Andrei Alexandrescu via Digitalmars-d digitalmars-d at puremagic.com
Sun Dec 18 05:38:52 PST 2016


On 12/18/16 6:47 AM, Jacob Carlborg wrote:
> On 2016-12-18 01:34, Andrei Alexandrescu wrote:
>
>> Yeah, std/datetime.d is a monster, from what I can tell owing to a rote
>> and redundant way of handling unittesting. I didn't look at its
>> dependencies, but I doubt they are special. I was quite vocal about
>> breaking it up, but I got mellower with time since (a) someone measured
>> its size without unittests and it was something like one order of
>> magnitude smaller, and (b) there was really no more trouble using or
>> maintaining it than with anything else in Phobos.
>
> Most other languages don't have inline unit tests, which saves a lot of
> lines of code.

How does the lack of the feature save lines? Doesn't it just move them 
elsewhere?

> Not sure if this is the case. But if we have unit tests that are more on
> the functional/integration side perhaps those should be moved to a
> separate file structure.
>
>> I should also add that each large project has a couple of outliers like
>> that. I even recall a switch of a couple thousand lines once :o).
>
> Just because another project is worse doesn't mean we're in a good
> position.

The point was just that it's par for the course.

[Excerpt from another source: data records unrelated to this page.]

//! Generic markup tree produced by the parser.

use dpml_source_map::Range;

/// A parsed document: the ordered top-level elements.
///
/// DPML is permissive, so a document may hold zero, one or several
/// top-level elements.
#[derive(Debug, Clone, Default, PartialEq)]
pub struct XmlDocument {
    pub children: Vec<XmlElement>,

    /// Span of the whole input (zero span when positions are not tracked).
    pub range: Range,
}

/// An element with its attributes and children in source order.
#[derive(Debug, Clone, PartialEq)]
pub struct XmlElement {
    /// The local name of the element (without namespace prefix).
    pub name: String,

    /// Namespace prefix, if any (e.g. "x" in `<x:note>`).
    pub prefix: Option<String>,

    /// Attributes in source order.
    pub attributes: Vec<XmlAttribute>,

    pub children: Vec<XmlChild>,

    /// Span from the `<` of the start tag to the `>` of the end tag.
    pub range: Range,

    /// Span of the element name inside the start tag.
    pub name_range: Range,

    /// Whether the element was written as `<tag/>`.
    pub self_closing: bool,
}

/// An attribute with separate spans for its name and value.
#[derive(Debug, Clone, PartialEq)]
pub struct XmlAttribute {
    /// The local name of the attribute (without namespace prefix).
    pub name: String,

    pub prefix: Option<String>,

    /// The attribute value after entity decoding.
    pub value: String,

    pub name_range: Range,

    /// Span of the value including its quotes.
    pub value_range: Range,
}

/// A child of an element.
#[derive(Debug, Clone, PartialEq)]
pub enum XmlChild {
    Element(XmlElement),
    Text(XmlText),
}

/// A run of character data (plain text or CDATA).
#[derive(Debug, Clone, PartialEq)]
pub struct XmlText {
    /// The decoded text.
    pub content: String,

    /// Span of the raw text in the source.
    pub range: Range,

    /// Byte offset in the source where the decoded content begins.
    ///
    /// Equal to `range.start.offset` for plain text; for CDATA it skips the
    /// `<![CDATA[` opener.
    pub content_offset: usize,

    /// Entity and character references that were decoded, in order.
    ///
    /// Empty for CDATA and for text kept raw after a decoding failure.
    pub entities: Vec<TextEntity>,
}

/// One decoded `&...;` reference inside an [`XmlText`].
#[derive(Debug, Clone, PartialEq)]
pub struct TextEntity {
    /// Byte range of the replacement within the decoded content.
    pub decoded: std::ops::Range<usize>,

    /// Byte range of the reference in the raw text, relative to
    /// `content_offset`.
    pub raw: std::ops::Range<usize>,
}

impl XmlText {
    /// Source byte offset of a byte offset into the decoded content.
    ///
    /// An offset that falls inside a decoded reference maps to the end of
    /// that reference.
    pub fn source_offset(&self, decoded: usize) -> usize {
        let mut raw_base = 0;
        let mut decoded_base = 0;
        for entity in &self.entities {
            if decoded < entity.decoded.start {
                break;
            }
            if decoded < entity.decoded.end {
                let raw = if decoded == entity.decoded.start {
                    entity.raw.start
                } else {
                    entity.raw.end
                };
                return self.content_offset + raw;
            }
            raw_base = entity.raw.end;
            decoded_base = entity.decoded.end;
        }
        self.content_offset + raw_base + (decoded - decoded_base)
    }
}

impl XmlElement {
    /// The element name including its prefix, e.g. `x:note`.
    pub fn qualified_name(&self) -> String {
        match &self.prefix {
            Some(prefix) => format!("{}:{}", prefix, self.name),
            None => self.name.clone(),
        }
    }

    /// Get the value of an attribute by its qualified name.
    pub fn get_attribute(&self, name: &str) -> Option<&str> {
        self.attributes
            .iter()
            .find(|a| a.qualified_name() == name)
            .map(|a| a.value.as_str())
    }

    /// Child elements, skipping text.
    pub fn child_elements(&self) -> impl Iterator<Item = &XmlElement> {
        self.children.iter().filter_map(|child| match child {
            XmlChild::Element(element) => Some(element),
            XmlChild::Text(_) => None,
        })
    }

    /// Concatenated text of the direct text children.
    pub fn text(&self) -> String {
        self.children
            .iter()
            .filter_map(|child| match child {
                XmlChild::Text(text) => Some(text.content.as_str()),
                XmlChild::Element(_) => None,
            })
            .collect()
    }
}

// Children are released from an explicit stack so deep trees never
// recurse in drop glue.
impl Drop for XmlElement {
    fn drop(&mut self) {
        let mut stack = std::mem::take(&mut self.children);
        while let Some(child) = stack.pop() {
            if let XmlChild::Element(mut element) = child {
                stack.append(&mut element.children);
            }
        }
    }
}

impl XmlAttribute {
    pub fn qualified_name(&self) -> String {
        match &self.prefix {
            Some(prefix) => format!("{}:{}", prefix, self.name),
            None => self.name.clone(),
        }
    }
}

/// Split a raw name into `(local, prefix)`.
pub(crate) fn split_name(full_name: &str) -> (String, Option<String>) {
    match full_name.split_once(':') {
        Some((prefix, local)) if !prefix.is_empty() && !local.is_empty() => {
            (local.to_string(), Some(prefix.to_string()))
        }
        _ => (full_name.to_string(), None),
    }
}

> Rubocop, the major linter in the Ruby world, will complain if a class is
> more than 100 lines of code.

Does that include full documentation and unittests?

> I think that is on the extreme side but I
> think any module with more than 2000 lines of code is too big.

Phobos' average file size 2055 is lines and median file size is 903 
lines. Do you find these appropriate for your preferences, considering 
this size includes documentation and unittests? Would you find it 
helpful to use a tool that collapses these?